Task prompt: Only the lines below between the ones containing "pub async fn" and "let answer = backend.complete(&prompt).await;", inclusive, are to be reproduced, each exactly as it stands.

Supplied entries:
▬▬▬▬▬▬
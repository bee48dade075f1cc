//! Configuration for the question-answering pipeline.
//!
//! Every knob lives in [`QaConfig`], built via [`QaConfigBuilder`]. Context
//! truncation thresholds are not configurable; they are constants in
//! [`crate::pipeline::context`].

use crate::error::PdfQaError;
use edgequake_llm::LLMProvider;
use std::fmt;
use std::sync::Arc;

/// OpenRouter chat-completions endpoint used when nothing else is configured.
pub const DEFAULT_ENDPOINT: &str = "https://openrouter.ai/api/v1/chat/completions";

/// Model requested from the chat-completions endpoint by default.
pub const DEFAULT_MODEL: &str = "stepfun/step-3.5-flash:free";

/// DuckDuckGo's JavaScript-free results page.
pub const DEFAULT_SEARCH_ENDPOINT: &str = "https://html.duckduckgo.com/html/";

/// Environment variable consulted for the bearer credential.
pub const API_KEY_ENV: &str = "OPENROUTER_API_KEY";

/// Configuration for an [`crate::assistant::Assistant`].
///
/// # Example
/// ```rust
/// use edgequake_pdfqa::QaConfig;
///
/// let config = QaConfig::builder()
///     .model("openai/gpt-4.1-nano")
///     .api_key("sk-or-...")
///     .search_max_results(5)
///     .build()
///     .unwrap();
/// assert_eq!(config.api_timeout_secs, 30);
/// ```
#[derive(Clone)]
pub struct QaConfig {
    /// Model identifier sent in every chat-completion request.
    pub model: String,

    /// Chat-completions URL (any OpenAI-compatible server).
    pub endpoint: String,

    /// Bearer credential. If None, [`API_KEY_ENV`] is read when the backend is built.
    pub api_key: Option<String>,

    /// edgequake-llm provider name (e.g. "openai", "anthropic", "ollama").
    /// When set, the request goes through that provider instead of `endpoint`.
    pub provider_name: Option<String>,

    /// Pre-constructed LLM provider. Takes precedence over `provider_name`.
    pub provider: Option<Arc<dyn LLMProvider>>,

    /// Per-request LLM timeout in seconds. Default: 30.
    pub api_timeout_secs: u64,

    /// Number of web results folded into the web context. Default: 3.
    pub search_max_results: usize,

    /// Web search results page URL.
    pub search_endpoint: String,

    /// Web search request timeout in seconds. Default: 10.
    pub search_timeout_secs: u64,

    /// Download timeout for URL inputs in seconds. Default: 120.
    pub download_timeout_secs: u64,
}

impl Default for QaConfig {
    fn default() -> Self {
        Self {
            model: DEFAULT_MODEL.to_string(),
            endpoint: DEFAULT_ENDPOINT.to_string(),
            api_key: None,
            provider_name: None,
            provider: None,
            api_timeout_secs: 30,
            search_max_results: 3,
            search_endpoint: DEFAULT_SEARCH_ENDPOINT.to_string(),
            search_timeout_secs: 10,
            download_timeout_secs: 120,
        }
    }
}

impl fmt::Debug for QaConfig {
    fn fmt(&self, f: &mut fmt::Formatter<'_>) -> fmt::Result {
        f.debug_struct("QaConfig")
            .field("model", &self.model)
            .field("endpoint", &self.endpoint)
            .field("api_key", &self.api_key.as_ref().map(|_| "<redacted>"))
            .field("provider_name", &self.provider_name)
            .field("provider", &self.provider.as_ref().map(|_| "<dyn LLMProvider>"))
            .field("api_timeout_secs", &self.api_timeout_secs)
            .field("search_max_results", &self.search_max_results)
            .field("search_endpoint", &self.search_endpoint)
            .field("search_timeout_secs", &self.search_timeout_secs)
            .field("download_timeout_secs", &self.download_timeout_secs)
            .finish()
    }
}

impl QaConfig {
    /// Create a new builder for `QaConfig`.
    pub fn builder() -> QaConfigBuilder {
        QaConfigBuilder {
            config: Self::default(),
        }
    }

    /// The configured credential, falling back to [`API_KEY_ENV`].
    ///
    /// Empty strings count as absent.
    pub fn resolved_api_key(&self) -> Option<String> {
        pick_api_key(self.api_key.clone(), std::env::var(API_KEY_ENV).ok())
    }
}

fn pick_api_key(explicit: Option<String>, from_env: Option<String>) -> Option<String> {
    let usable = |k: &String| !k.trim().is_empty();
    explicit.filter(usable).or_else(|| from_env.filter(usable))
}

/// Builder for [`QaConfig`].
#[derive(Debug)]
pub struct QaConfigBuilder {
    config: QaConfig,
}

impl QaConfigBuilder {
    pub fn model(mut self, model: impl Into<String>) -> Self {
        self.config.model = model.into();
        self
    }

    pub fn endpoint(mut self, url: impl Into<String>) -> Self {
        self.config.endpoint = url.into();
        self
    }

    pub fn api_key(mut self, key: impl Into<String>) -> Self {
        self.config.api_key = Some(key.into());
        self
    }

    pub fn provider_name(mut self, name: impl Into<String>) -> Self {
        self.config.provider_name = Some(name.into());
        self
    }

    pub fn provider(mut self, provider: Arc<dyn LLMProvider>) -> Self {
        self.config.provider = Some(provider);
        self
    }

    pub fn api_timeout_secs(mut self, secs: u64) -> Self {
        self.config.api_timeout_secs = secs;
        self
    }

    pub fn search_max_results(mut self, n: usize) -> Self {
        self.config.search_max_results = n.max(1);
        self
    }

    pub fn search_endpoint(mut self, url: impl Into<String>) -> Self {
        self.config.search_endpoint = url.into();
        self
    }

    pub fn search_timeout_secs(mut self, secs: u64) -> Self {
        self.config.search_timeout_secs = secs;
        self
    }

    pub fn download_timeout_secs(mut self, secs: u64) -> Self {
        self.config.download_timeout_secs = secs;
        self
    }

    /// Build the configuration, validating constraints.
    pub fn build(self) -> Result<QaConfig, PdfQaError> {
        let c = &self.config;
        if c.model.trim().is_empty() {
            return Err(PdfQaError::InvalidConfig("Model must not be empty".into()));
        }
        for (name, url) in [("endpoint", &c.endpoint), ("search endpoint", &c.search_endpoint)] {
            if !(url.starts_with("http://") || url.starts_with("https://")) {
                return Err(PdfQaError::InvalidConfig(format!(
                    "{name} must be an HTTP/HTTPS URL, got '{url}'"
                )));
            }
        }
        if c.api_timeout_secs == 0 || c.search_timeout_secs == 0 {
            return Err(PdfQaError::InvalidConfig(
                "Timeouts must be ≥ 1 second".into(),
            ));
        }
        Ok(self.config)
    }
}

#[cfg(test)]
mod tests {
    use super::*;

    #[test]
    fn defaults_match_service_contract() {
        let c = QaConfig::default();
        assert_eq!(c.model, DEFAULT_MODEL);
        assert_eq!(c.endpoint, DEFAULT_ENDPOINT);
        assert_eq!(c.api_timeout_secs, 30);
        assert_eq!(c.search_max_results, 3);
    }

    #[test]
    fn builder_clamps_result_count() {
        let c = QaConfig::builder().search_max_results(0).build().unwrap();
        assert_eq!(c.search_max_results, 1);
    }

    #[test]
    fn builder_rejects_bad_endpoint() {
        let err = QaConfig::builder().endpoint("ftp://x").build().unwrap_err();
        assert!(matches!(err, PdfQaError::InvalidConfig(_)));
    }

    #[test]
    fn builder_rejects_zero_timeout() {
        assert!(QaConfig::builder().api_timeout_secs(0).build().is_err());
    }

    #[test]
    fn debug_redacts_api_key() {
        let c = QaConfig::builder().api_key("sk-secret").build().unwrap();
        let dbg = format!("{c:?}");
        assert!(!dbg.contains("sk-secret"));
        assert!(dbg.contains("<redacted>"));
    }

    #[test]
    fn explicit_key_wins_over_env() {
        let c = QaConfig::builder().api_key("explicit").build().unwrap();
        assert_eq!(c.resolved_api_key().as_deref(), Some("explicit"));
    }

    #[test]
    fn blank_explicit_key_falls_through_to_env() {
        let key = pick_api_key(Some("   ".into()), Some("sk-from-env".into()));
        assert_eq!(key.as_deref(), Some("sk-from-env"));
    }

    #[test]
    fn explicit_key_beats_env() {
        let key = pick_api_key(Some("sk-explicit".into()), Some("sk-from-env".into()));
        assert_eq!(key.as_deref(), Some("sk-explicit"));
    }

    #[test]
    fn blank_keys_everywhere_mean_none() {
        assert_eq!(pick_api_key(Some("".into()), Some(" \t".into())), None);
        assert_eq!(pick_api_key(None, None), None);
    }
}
▬▬▬▬▬▬
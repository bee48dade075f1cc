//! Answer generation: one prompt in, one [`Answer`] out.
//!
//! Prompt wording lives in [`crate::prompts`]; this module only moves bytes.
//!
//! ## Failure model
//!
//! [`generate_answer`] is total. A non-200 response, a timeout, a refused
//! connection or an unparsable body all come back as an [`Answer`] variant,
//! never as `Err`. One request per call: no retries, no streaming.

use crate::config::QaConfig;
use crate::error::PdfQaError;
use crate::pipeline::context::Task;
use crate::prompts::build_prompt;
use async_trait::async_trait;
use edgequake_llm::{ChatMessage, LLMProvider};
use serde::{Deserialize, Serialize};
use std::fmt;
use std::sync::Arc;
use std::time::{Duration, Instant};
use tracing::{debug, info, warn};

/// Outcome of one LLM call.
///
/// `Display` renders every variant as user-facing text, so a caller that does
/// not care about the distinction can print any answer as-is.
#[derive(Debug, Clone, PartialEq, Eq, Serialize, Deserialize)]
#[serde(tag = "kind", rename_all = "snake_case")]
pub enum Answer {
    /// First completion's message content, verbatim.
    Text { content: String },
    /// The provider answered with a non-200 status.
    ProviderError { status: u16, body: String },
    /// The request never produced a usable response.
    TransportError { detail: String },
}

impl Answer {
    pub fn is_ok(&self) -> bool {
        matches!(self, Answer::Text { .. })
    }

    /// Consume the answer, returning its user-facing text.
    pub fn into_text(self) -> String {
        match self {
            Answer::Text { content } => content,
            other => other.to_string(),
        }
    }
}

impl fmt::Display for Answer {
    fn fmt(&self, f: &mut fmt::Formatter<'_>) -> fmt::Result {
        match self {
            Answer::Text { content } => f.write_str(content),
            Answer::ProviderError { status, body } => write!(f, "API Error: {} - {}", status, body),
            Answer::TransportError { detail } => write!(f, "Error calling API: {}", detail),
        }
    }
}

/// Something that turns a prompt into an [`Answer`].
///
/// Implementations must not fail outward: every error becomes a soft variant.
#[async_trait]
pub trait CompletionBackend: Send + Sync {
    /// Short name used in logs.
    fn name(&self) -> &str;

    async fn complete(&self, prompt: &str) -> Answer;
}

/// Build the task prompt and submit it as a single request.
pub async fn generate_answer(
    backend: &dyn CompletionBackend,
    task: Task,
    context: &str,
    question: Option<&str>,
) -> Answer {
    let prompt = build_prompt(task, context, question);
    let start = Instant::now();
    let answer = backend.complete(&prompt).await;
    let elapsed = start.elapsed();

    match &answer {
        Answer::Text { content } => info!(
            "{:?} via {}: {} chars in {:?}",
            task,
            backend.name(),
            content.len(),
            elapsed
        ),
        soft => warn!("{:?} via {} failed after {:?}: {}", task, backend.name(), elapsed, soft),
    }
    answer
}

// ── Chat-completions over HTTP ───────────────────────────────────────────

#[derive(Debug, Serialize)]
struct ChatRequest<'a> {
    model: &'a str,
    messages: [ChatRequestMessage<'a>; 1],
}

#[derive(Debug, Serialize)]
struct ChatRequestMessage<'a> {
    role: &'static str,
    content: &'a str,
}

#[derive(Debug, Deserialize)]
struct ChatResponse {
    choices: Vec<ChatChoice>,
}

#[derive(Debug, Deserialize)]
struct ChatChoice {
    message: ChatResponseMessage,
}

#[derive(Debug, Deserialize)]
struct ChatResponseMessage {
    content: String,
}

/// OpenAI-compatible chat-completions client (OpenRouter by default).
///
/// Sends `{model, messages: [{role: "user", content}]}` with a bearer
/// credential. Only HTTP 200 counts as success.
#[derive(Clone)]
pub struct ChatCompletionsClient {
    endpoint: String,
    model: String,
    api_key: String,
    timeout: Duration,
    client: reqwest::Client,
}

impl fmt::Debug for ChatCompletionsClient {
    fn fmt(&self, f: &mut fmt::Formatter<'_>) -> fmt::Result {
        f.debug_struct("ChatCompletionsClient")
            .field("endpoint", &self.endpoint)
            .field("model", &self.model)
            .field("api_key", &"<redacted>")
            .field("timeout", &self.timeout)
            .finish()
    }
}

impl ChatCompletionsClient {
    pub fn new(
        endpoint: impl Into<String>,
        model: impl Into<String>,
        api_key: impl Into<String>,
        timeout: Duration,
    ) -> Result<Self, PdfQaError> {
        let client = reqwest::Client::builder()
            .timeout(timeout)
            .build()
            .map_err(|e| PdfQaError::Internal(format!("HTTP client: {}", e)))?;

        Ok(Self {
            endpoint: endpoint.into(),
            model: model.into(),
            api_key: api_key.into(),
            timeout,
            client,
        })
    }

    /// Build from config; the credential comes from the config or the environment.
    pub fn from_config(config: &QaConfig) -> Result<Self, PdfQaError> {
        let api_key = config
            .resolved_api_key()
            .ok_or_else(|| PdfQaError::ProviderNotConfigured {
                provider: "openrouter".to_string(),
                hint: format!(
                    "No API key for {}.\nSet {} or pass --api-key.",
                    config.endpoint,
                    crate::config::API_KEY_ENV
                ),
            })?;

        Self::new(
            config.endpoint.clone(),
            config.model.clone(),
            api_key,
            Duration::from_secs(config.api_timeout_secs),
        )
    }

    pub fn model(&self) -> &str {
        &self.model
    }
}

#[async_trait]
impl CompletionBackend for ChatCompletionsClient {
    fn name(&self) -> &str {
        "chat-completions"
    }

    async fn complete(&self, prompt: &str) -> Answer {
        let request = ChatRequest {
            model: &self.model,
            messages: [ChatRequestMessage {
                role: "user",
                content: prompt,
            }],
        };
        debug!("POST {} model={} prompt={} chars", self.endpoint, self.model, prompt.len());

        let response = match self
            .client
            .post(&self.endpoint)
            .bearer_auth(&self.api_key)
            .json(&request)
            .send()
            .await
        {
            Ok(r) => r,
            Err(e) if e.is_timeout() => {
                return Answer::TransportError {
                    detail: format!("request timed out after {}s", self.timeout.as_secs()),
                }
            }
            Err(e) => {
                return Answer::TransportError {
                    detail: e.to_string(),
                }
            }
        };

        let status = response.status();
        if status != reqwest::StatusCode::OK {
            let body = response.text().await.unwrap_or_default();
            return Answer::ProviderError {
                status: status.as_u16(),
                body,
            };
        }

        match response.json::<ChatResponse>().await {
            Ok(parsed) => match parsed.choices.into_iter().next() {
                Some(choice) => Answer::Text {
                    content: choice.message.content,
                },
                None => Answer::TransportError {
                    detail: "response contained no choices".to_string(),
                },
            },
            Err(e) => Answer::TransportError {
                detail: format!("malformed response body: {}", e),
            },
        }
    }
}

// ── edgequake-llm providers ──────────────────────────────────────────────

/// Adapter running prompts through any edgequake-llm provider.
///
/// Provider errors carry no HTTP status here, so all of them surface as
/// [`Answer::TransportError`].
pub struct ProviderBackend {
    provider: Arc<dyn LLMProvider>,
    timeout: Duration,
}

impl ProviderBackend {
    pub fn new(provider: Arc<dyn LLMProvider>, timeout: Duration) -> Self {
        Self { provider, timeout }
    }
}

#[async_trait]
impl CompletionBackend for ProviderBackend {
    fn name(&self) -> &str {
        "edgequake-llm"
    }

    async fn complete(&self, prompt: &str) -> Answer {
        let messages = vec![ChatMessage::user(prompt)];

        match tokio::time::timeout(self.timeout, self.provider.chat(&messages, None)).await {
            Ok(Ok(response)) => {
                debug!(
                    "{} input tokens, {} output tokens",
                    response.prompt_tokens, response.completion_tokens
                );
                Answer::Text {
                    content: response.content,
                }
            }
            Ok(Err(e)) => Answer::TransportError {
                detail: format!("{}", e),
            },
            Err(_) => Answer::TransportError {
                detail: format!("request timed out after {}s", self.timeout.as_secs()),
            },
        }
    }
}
▬▬▬▬▬▬
Response area:
pub async fn generate_answer(
    backend: &dyn CompletionBackend,
    task: Task,
    context: &str,
    question: Option<&str>,
) -> Answer {
    let prompt = build_prompt(task, context, question);
    let start = Instant::now();
    let answer = backend.complete(&prompt).await;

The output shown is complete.